Optuna : 특히 기계 학습을 위해 설계된 자동 하이퍼파라미터 최적화 software framework이다.

  • 가볍고 다양한 플랫폼에 적용 가능한 아키텍처 ( Python으로 작성됨 )
  • pythonic 검색 범위 지정 가능
  • 효율적인 최적화 알고리즘 ( optuna.samplers.TPESampler(Tree, default), CmaEsSampler(CMA-ES), GridSampler, RandomSampler)
  • 쉬운 병렬화
  • 하이퍼파라미터 최적화 분석을 위한 빠른 시각화

예시 코드

  • 공식 예제
  import optuna
  def ackley(x, y):
      # ...
      return -a - b + math.e + 20
  def objective(trial, low, high):
      x = trial.suggest_float("x", low, high)
      y = trial.suggest_float("y", low, high)
      return ackley(x, y)

  sampler = optuna.samplers.RandomSampler(seed=10)

  # Widest search space.
  study0 = optuna.create_study(study_name="x=[0,5), y=[0,5)", sampler=sampler)
  study0.optimize(lambda t: objective(t, 0, 5), n_trials=500)
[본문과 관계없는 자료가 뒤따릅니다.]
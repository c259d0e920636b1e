use serde::{Deserialize, Serialize};
use std::path::Path;

#[derive(Debug, Clone, Copy, PartialEq, Eq, Serialize, Deserialize)]
#[serde(rename_all = "snake_case")]
pub enum SearchStrategy {
    FullScan,
    InvertedIndex,
}

/// What to do when the inverted-index search fails.
#[derive(Debug, Clone, Copy, PartialEq, Eq, Serialize, Deserialize)]
#[serde(rename_all = "snake_case")]
pub enum FallbackPolicy {
    FailFast,
    FallbackToFullScan,
}

#[derive(Debug, Clone, PartialEq, Serialize, Deserialize)]
#[serde(default)]
pub struct EngineConfig {
    pub k1: f64,
    pub b: f64,
    pub default_avg_doc_length: f64,
    pub rrf_k: f64,
    pub default_alpha: f64,
    pub boost_threshold: f64,
    pub batch_size: usize,
    pub scroll_page_size: usize,
    pub strategy: SearchStrategy,
    pub fallback: FallbackPolicy,
}

impl Default for EngineConfig {
    fn default() -> Self {
        Self {
            k1: 1.5,
            b: 0.75,
            default_avg_doc_length: 800.0,
            rrf_k: 60.0,
            default_alpha: 0.5,
            boost_threshold: 0.5,
            batch_size: 100,
            scroll_page_size: 256,
            strategy: SearchStrategy::InvertedIndex,
            fallback: FallbackPolicy::FallbackToFullScan,
        }
    }
}

impl EngineConfig {
    /// Read a JSON config file (if given), then apply environment overrides.
    pub fn load(path: Option<&Path>) -> Result<Self, ConfigError> {
        let mut config = match path {
            Some(p) => {
                let text = std::fs::read_to_string(p)?;
                serde_json::from_str(&text)?
            }
            None => Self::default(),
        };
        config.apply_env()?;
        Ok(config)
    }

    pub fn apply_env(&mut self) -> Result<(), ConfigError> {
        if let Ok(val) = std::env::var("HYBRID_STRATEGY") {
            self.strategy = parse_enum(&val)?;
        }
        if let Ok(val) = std::env::var("HYBRID_FALLBACK") {
            self.fallback = parse_enum(&val)?;
        }
        if let Ok(val) = std::env::var("HYBRID_BATCH_SIZE") {
            self.batch_size = val.trim().parse().map_err(|_| ConfigError::Invalid(format!("HYBRID_BATCH_SIZE={val}")))?;
        }
        if self.batch_size == 0 || self.scroll_page_size == 0 {
            return Err(ConfigError::Invalid("batch sizes must be positive".into()));
        }
        Ok(())
    }
}

fn parse_enum<T: serde::de::DeserializeOwned>(val: &str) -> Result<T, ConfigError> {
    serde_json::from_value(serde_json::Value::String(val.trim().to_lowercase()))
        .map_err(|_| ConfigError::Invalid(val.to_string()))
}

#[derive(Debug, thiserror::Error)]
pub enum ConfigError {
    #[error("cannot read config: {0}")]
    Io(#[from] std::io::Error),
    #[error("cannot parse config: {0}")]
    Parse(#[from] serde_json::Error),
    #[error("invalid config value: {0}")]
    Invalid(String),
}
  # Narrower search space.
  study1 = optuna.create_study(study_name="x=[0,4), y=[0,4)", sampler=sampler)
  study1.optimize(lambda t: objective(t, 0, 4), n_trials=500)

  # Narrowest search space but it doesn't include the global optimum point.
  study2 = optuna.create_study(study_name="x=[1,3), y=[1,3)", sampler=sampler)
  study2.optimize(lambda t: objective(t, 1, 3), n_trials=500)
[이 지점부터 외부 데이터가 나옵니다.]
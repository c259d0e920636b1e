//! Reciprocal Rank Fusion of dense (semantic) and sparse (keyword) results.
//!
//! `score(d) = alpha / (k + denseRank) + (1 - alpha) * boost / (k + sparseRank)`
//!
//! where ranks are 1-indexed and a missing rank contributes nothing. `boost`
//! is 1 except for sparse-only hits whose score, normalized by the best
//! sparse-only score, reaches the boost threshold: it then grows linearly to 2
//! at a normalized score of 1.

use crate::{DocMetadata, SparseHit};
use serde::{Deserialize, Serialize};
use std::collections::HashMap;

pub const RRF_K: f64 = 60.0;

/// A nearest-neighbor hit from the dense vector store, in rank order.
#[derive(Debug, Clone, PartialEq, Serialize, Deserialize)]
pub struct DenseResult {
    pub vector_store_id: String,
    #[serde(default)]
    pub score: f64,
    #[serde(default)]
    pub metadata: DocMetadata,
}

impl DenseResult {
    pub fn new(vector_store_id: impl Into<String>, score: f64) -> Self {
        Self { vector_store_id: vector_store_id.into(), score, metadata: DocMetadata::default() }
    }

    pub fn with_source_id(mut self, source_id: impl Into<String>) -> Self {
        self.metadata.source_id = Some(source_id.into());
        self
    }
}

#[derive(Debug, Clone, Copy, PartialEq, Serialize, Deserialize)]
pub struct HybridOptions {
    pub limit: usize,
    /// Dense weight; the engine default applies when unset.
    pub alpha: Option<f64>,
}

impl Default for HybridOptions {
    fn default() -> Self { Self { limit: 10, alpha: None } }
}

#[derive(Debug, Clone, Copy, PartialEq)]
pub struct FusionParams {
    pub rrf_k: f64,
    pub alpha: f64,
    pub boost_threshold: f64,
}

impl Default for FusionParams {
    fn default() -> Self { Self { rrf_k: RRF_K, alpha: 0.5, boost_threshold: 0.5 } }
}

#[derive(Debug, Clone, PartialEq, Serialize, Deserialize)]
pub struct HybridResultEntry {
    /// Join key: `metadata.source_id`, else the vector store id.
    pub id: String,
    pub vector_store_id: String,
    pub rrf_score: f64,
    pub dense_rank: Option<usize>,
    pub sparse_rank: Option<usize>,
    pub dense_score: Option<f64>,
    pub sparse_score: Option<f64>,
    pub normalized_sparse_score: Option<f64>,
    pub boost: f64,
}

impl HybridResultEntry {
    fn new(id: &str, vector_store_id: &str) -> Self {
        Self {
            id: id.to_string(),
            vector_store_id: vector_store_id.to_string(),
            rrf_score: 0.0,
            dense_rank: None,
            sparse_rank: None,
            dense_score: None,
            sparse_score: None,
            normalized_sparse_score: None,
            boost: 1.0,
        }
    }
}

/// Boost factor for a sparse-only hit with the given normalized score.
pub fn sparse_boost(normalized: f64, threshold: f64) -> f64 {
    if normalized < threshold || threshold >= 1.0 {
        return 1.0;
    }
    1.0 + ((normalized - threshold) / (1.0 - threshold)).min(1.0)
}

pub fn fuse(dense: &[DenseResult], sparse: &[SparseHit], params: FusionParams, limit: usize) -> Vec<HybridResultEntry> {
    let alpha = params.alpha.clamp(0.0, 1.0);
    let mut entries: Vec<HybridResultEntry> = Vec::with_capacity(dense.len() + sparse.len());
    let mut by_key: HashMap<&str, usize> = HashMap::new();

    for (i, d) in dense.iter().enumerate() {
        let key = d.metadata.join_key(&d.vector_store_id);
        let slot = *by_key.entry(key).or_insert_with(|| {
            entries.push(HybridResultEntry::new(key, &d.vector_store_id));
            entries.len() - 1
        });
        let e = &mut entries[slot];
        // first occurrence is the best rank
        if e.dense_rank.is_none() {
            e.dense_rank = Some(i + 1);
            e.dense_score = Some(d.score);
        }
    }
    for (i, s) in sparse.iter().enumerate() {
        let key = s.metadata.join_key(&s.vector_store_id);
        let slot = *by_key.entry(key).or_insert_with(|| {
            entries.push(HybridResultEntry::new(key, &s.vector_store_id));
            entries.len() - 1
        });
        let e = &mut entries[slot];
        if e.sparse_rank.is_none() {
            e.sparse_rank = Some(i + 1);
            e.sparse_score = Some(s.score);
        }
    }

    let max_sparse_only = entries
        .iter()
        .filter(|e| e.dense_rank.is_none())
        .filter_map(|e| e.sparse_score)
        .fold(0.0f64, f64::max);

    for e in &mut entries {
        let mut score = 0.0;
        if let Some(rank) = e.dense_rank {
            score += alpha / (params.rrf_k + rank as f64);
        }
        if let Some(rank) = e.sparse_rank {
            let mut contribution = (1.0 - alpha) / (params.rrf_k + rank as f64);
            if e.dense_rank.is_none() && max_sparse_only > 0.0 {
                let normalized = e.sparse_score.unwrap_or(0.0) / max_sparse_only;
                e.normalized_sparse_score = Some(normalized);
                e.boost = sparse_boost(normalized, params.boost_threshold);
                contribution *= e.boost;
            }
            score += contribution;
        }
        e.rrf_score = score;
    }

    entries.sort_by(|a, b| b.rrf_score.total_cmp(&a.rrf_score).then_with(|| a.id.cmp(&b.id)));
    entries.truncate(limit);
    entries
}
  fig = optuna.visualization.plot_edf([study0, study1, study2])
  fig.show()

  • 사용

    • objective function ( 조절할 파라미터와 그 범위를 지정하는 함수 )
        import optuna
        def objective(trial: optuna.Trial):
          # 모델마다 최적의 하이퍼파라미터값은 다르다.
          model_name = 'klue/bert-base'
          learning_rate = trial.suggest_loguniform('learning_rate', low=5e-5, high=0.01)
          weight_decay = trial.suggest_loguniform('weight_decay', low=4e-5, high=0.01)
           # 16 ~ 88 사이의 값 리턴(train_batch_size값의 범위)
          train_batch_size = trial.suggest_int("per_device_train_batch_size", 16, 88)
    
          train_dataloader = make_dataloader(train_dataset, model_name, train_batch_size, 'train')
          valid_dataloader = make_dataloader(valid_dataset, model_name, 32, 'valid')
    
          model, optimizer, scheduler = initializer(train_dataloader, 4, model_name, learning_rate, weight_decay)
          train_dict, valid_dict = train(model, optimizer, scheduler, train_dataloader, valid_dataloader, 4, model_name)
    
          gc.collect()	# cuda memory 부족 방지
          return max(valid_dict['f1'])	# 검증데이터의 f1중 가장 큰 값 return
    • 최적화 실행
        study = optuna.create_study(direction="maximize")
        study.optimize(objective, n_trials=3)	# 최적화 실행
    • 최적화 결과 보기
        # objective의 return값이 가장 "maximize"된 값
        # (optuna.create_study의 direction)
        print(f'study.best_trial.value : {study.best_trial.value}') 
        # objective의 return값이 가장 "maximize"된 파라미터 값
        print(f'study.best_params : {study.best_params}')
        # 모든 시도 출력(FrozenTrail의 리스트)
        # print(f'study.trials : {study.trials}')
        # 시각화 ( Empirical Distribution Function Plot, EDF, 경험적 분포 함수)
        optuna.visualization.plot_edf(study)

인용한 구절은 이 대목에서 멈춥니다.